Sorting through some old poetry books and pamphlets the other day in a vain attempt to bring some order to my bibliophiliac chaos I came across a book in German called Summe by a writer called Rudi Schillings, and I was instantly transported back to a campsite in Brittany 20 years ago, and the sound of claws on the groundsheet of a tent.

Let me explain: for a few years in the 1990s we had a family holiday on a huge campsite near a place called Guilvinec, near Quimper, in Brittany. It was, in my humble opinion, paradise; the beach was nearby, the kids could go to a club called the Hoopi Club, there was a pool and a giant chess set, and a bar that welcomed me and my son as we played Streetfighter on a primitive game machine.
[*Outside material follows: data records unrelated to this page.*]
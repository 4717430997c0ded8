//! HTTP API handlers.

use std::sync::atomic::{AtomicBool, Ordering};
use std::sync::Arc;

use axum::{
    extract::{Query, State},
    http::{header, StatusCode},
    response::IntoResponse,
    Json,
};
use metrics_exporter_prometheus::PrometheusHandle;
use rust_decimal::Decimal;
use serde::{Deserialize, Serialize};
use time::format_description::well_known::Rfc3339;
use time::OffsetDateTime;
use tokio::sync::RwLock;
use tracing::debug;

use crate::arbitrage::{find_opportunities, Leg, Opportunity, ScanParams};
use crate::odds::OddsSnapshot;
use crate::scanner::ScanReport;
use crate::utils::split_list;

/// Scan bookkeeping exposed by `/api/v1/status`.
#[derive(Debug, Clone, Default)]
pub struct ScanStats {
    /// Successful scans.
    pub scans: u64,
    /// Failed scans.
    pub failures: u64,
    /// Opportunities in the last successful scan.
    pub last_opportunities: usize,
    /// When the last successful scan finished.
    pub last_scan_at: Option<OffsetDateTime>,
    /// Error of the most recent failed scan, cleared on success.
    pub last_error: Option<String>,
}

/// Application state shared with handlers.
#[derive(Clone)]
pub struct AppState {
    /// Whether a snapshot has been loaded.
    pub ready: Arc<AtomicBool>,
    /// Latest odds snapshot.
    pub snapshot: Arc<RwLock<Option<OddsSnapshot>>>,
    /// Scan statistics.
    pub stats: Arc<RwLock<ScanStats>>,
    /// Default query parameters.
    pub params: Arc<ScanParams>,
    /// Prometheus renderer, when a recorder is installed.
    pub metrics: Option<PrometheusHandle>,
}

impl AppState {
    /// Create new app state with default query parameters.
    pub fn new(params: ScanParams) -> Self {
        Self {
            ready: Arc::new(AtomicBool::new(false)),
            snapshot: Arc::new(RwLock::new(None)),
            stats: Arc::new(RwLock::new(ScanStats::default())),
            params: Arc::new(params),
            metrics: None,
        }
    }

    /// Attach a Prometheus handle for `/metrics`.
    pub fn with_metrics(mut self, handle: PrometheusHandle) -> Self {
        self.metrics = Some(handle);
        self
    }

    /// Set ready state.
    pub fn set_ready(&self, ready: bool) {
        self.ready.store(ready, Ordering::SeqCst);
    }

    /// Check if ready.
    pub fn is_ready(&self) -> bool {
        self.ready.load(Ordering::SeqCst)
    }

    /// Store the snapshot and counters of a successful scan.
    pub async fn record_scan(&self, report: &ScanReport) {
        *self.snapshot.write().await = Some(report.snapshot.clone());

        let mut stats = self.stats.write().await;
        stats.scans += 1;
        stats.last_opportunities = report.opportunities.len();
        stats.last_scan_at = Some(OffsetDateTime::now_utc());
        stats.last_error = None;
        drop(stats);

        self.set_ready(true);
    }

    /// Record a failed scan. The previous snapshot stays in place.
    pub async fn record_failure(&self, error: &str) {
        let mut stats = self.stats.write().await;
        stats.failures += 1;
        stats.last_error = Some(error.to_string());
    }
}

/// Health check response.
#[derive(Debug, Serialize)]
pub struct HealthResponse {
    /// Status: "ok".
    pub status: &'static str,
}

/// Readiness check response.
#[derive(Debug, Serialize)]
pub struct ReadyResponse {
    /// Whether a snapshot is loaded.
    pub ready: bool,
    /// Events in the current snapshot.
    pub events: usize,
    /// When the snapshot was fetched.
    pub fetched_at: Option<String>,
}

/// Status response.
#[derive(Debug, Serialize)]
pub struct StatusResponse {
    /// Service status.
    pub status: &'static str,
    /// Successful scans.
    pub scans: u64,
    /// Failed scans.
    pub failures: u64,
    /// Opportunities found by the last scan.
    pub last_opportunities: usize,
    /// Time of the last successful scan.
    pub last_scan_at: Option<String>,
    /// Most recent scan error.
    pub last_error: Option<String>,
}

/// Error body.
#[derive(Debug, Serialize)]
pub struct ErrorResponse {
    /// Error message.
    pub error: String,
}

/// Query overrides for `/api/v1/surebets`.
#[derive(Debug, Default, Deserialize)]
pub struct SurebetQuery {
    /// Comma-separated sport names or keys.
    pub sport: Option<String>,
    /// Minimum ROI in percent.
    pub min_roi: Option<Decimal>,
    /// Look-ahead window in days.
    pub days: Option<u32>,
    /// Maximum number of results.
    pub limit: Option<usize>,
    /// Total stake.
    pub stake: Option<Decimal>,
}

impl SurebetQuery {
    /// Apply the overrides on top of `base`.
    pub fn apply(&self, base: &ScanParams) -> ScanParams {
        let mut params = base.clone();

        if let Some(sport) = &self.sport {
            let sports = split_list(sport);
            if !sports.is_empty() {
                params = params.with_sports(sports);
            }
        }
        if let Some(min_roi) = self.min_roi {
            params.filter.min_roi = Some(min_roi);
        }
        if let Some(days) = self.days {
            params.filter.days_window = Some(days);
        }
        if let Some(limit) = self.limit {
            params.max_results = Some(limit);
        }
        if let Some(stake) = self.stake {
            params.total_stake = stake;
        }
        params
    }
}

/// One leg of an opportunity.
#[derive(Debug, Serialize)]
pub struct LegResponse {
    /// "home" or "away".
    pub side: String,
    /// Outcome label.
    pub outcome: String,
    /// Bookmaker key.
    pub bookmaker: String,
    /// Bookmaker display name.
    pub bookmaker_title: String,
    /// Bookmaker page for the event.
    #[serde(skip_serializing_if = "Option::is_none")]
    pub link: Option<String>,
    /// Decimal odds.
    pub odds: String,
    /// Stake on this leg.
    pub stake: String,
    /// Return if this leg wins.
    pub payout: String,
}

impl From<&Leg> for LegResponse {
    fn from(leg: &Leg) -> Self {
        Self {
            side: leg.side.to_string(),
            outcome: leg.outcome.clone(),
            bookmaker: leg.bookmaker.clone(),
            bookmaker_title: leg.bookmaker_title.clone(),
            link: leg.link.clone(),
            odds: leg.odds.to_string(),
            stake: leg.stake.to_string(),
            payout: leg.payout().to_string(),
        }
    }
}

/// One surebet.
#[derive(Debug, Serialize)]
pub struct OpportunityResponse {
    /// Event id.
    pub event_id: String,
    /// Sport key.
    pub sport_key: String,
    /// Sport title.
    pub sport_title: String,
    /// Outcome A.
    pub home: String,
    /// Outcome B.
    pub away: String,
    /// Scheduled start (RFC 3339).
    pub commence_time: String,
    /// ROI in percent.
    pub roi: String,
    /// Expected profit.
    pub profit: String,
    /// Total stake.
    pub total_stake: String,
    /// Sum of inverse odds.
    pub inverse_sum: String,
    /// Both legs, home first.
    pub legs: Vec<LegResponse>,
}

impl From<&Opportunity> for OpportunityResponse {
    fn from(opportunity: &Opportunity) -> Self {
        let event = &opportunity.event;
        Self {
            event_id: event.id.clone(),
            sport_key: event.sport_key.clone(),
            sport_title: event.sport_title.clone(),
            home: event.home.clone(),
            away: event.away.clone(),
            commence_time: rfc3339(event.commence_time),
            roi: opportunity.roi.to_string(),
            profit: opportunity.profit.to_string(),
            total_stake: opportunity.total_stake.to_string(),
            inverse_sum: opportunity.inverse_sum.round_dp(6).to_string(),
            legs: opportunity.legs().into_iter().map(LegResponse::from).collect(),
        }
    }
}

/// Surebet listing.
#[derive(Debug, Serialize)]
pub struct SurebetsResponse {
    /// Events in the snapshot the query ran on.
    pub events_available: usize,
    /// When the snapshot was fetched.
    pub fetched_at: String,
    /// Sports whose fetch failed.
    pub failed_sports: Vec<String>,
    /// Number of opportunities returned.
    pub count: usize,
    /// Ranked opportunities.
    pub opportunities: Vec<OpportunityResponse>,
}

/// Health check handler - always returns 200.
pub async fn health() -> impl IntoResponse {
    Json(HealthResponse { status: "ok" })
}

/// Readiness check handler - returns 200 once a snapshot is loaded, 503 otherwise.
pub async fn ready(State(state): State<AppState>) -> impl IntoResponse {
    let is_ready = state.is_ready();
    let snapshot = state.snapshot.read().await;

    let response = ReadyResponse {
        ready: is_ready,
        events: snapshot.as_ref().map_or(0, OddsSnapshot::len),
        fetched_at: snapshot.as_ref().map(|s| rfc3339(s.fetched_at)),
    };

    if is_ready {
        (StatusCode::OK, Json(response))
    } else {
        (StatusCode::SERVICE_UNAVAILABLE, Json(response))
    }
}

/// Status handler - returns scan statistics.
pub async fn status(State(state): State<AppState>) -> impl IntoResponse {
    let stats = state.stats.read().await;
    let status = if state.is_ready() { "running" } else { "starting" };

    Json(StatusResponse {
        status,
        scans: stats.scans,
        failures: stats.failures,
        last_opportunities: stats.last_opportunities,
        last_scan_at: stats.last_scan_at.map(rfc3339),
        last_error: stats.last_error.clone(),
    })
}

/// Surebet handler - re-runs detection on the latest snapshot with query overrides.
pub async fn surebets(
    State(state): State<AppState>,
    Query(query): Query<SurebetQuery>,
) -> Result<Json<SurebetsResponse>, (StatusCode, Json<ErrorResponse>)> {
    let Some(snapshot) = state.snapshot.read().await.clone() else {
        return Err(error(
            StatusCode::SERVICE_UNAVAILABLE,
            "no odds data available yet",
        ));
    };

    let params = query.apply(&state.params);
    debug!(?query, "Surebet query");

    let opportunities = find_opportunities(&snapshot.events, &params)
        .map_err(|e| error(StatusCode::BAD_REQUEST, &e.to_string()))?;

    Ok(Json(SurebetsResponse {
        events_available: snapshot.len(),
        fetched_at: rfc3339(snapshot.fetched_at),
        failed_sports: snapshot.failed_sports.clone(),
        count: opportunities.len(),
        opportunities: opportunities.iter().map(OpportunityResponse::from).collect(),
    }))
}

/// Prometheus text exposition.
pub async fn metrics(State(state): State<AppState>) -> impl IntoResponse {
    match &state.metrics {
        Some(handle) => (
            StatusCode::OK,
            [(header::CONTENT_TYPE, "text/plain; version=0.0.4")],
            handle.render(),
        ),
        None => (
            StatusCode::NOT_FOUND,
            [(header::CONTENT_TYPE, "text/plain")],
            "metrics recorder not installed".to_string(),
        ),
    }
}

fn error(status: StatusCode, message: &str) -> (StatusCode, Json<ErrorResponse>) {
    (
        status,
        Json(ErrorResponse {
            error: message.to_string(),
        }),
    )
}

fn rfc3339(at: OffsetDateTime) -> String {
    at.format(&Rfc3339).unwrap_or_else(|_| at.to_string())
}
And then one year there was the hedgehog and there was Rudi. The kids were all sound asleep in the tent and my wife and I were suddenly startled awake by the sound of scrabbling and scratching. In my half-asleep state it sounded like a fire-breathing dragon was trying to get in to give us some bad news. I sat up. The sound stopped. I lay back down. The sound started again. My wife nudged me and the nudge spoke volumes, and what the nudge said was “If you’re a real man you’ll get up and see what the noise is”, so reluctantly I squirmed out of the sleeping bag, to be confronted by a hedgehog the size of a hostess trolley. It looked at me. I looked at it. Something passed between us. I gestured at it to leave the tent but it didn’t speak sign language, so I had to get the brush that we swept the beach out of the tent with each evening and sweep the hedgehog out onto the path between the tents. The moon was full and I was illuminated in my shorts with my brush and the hedgehog.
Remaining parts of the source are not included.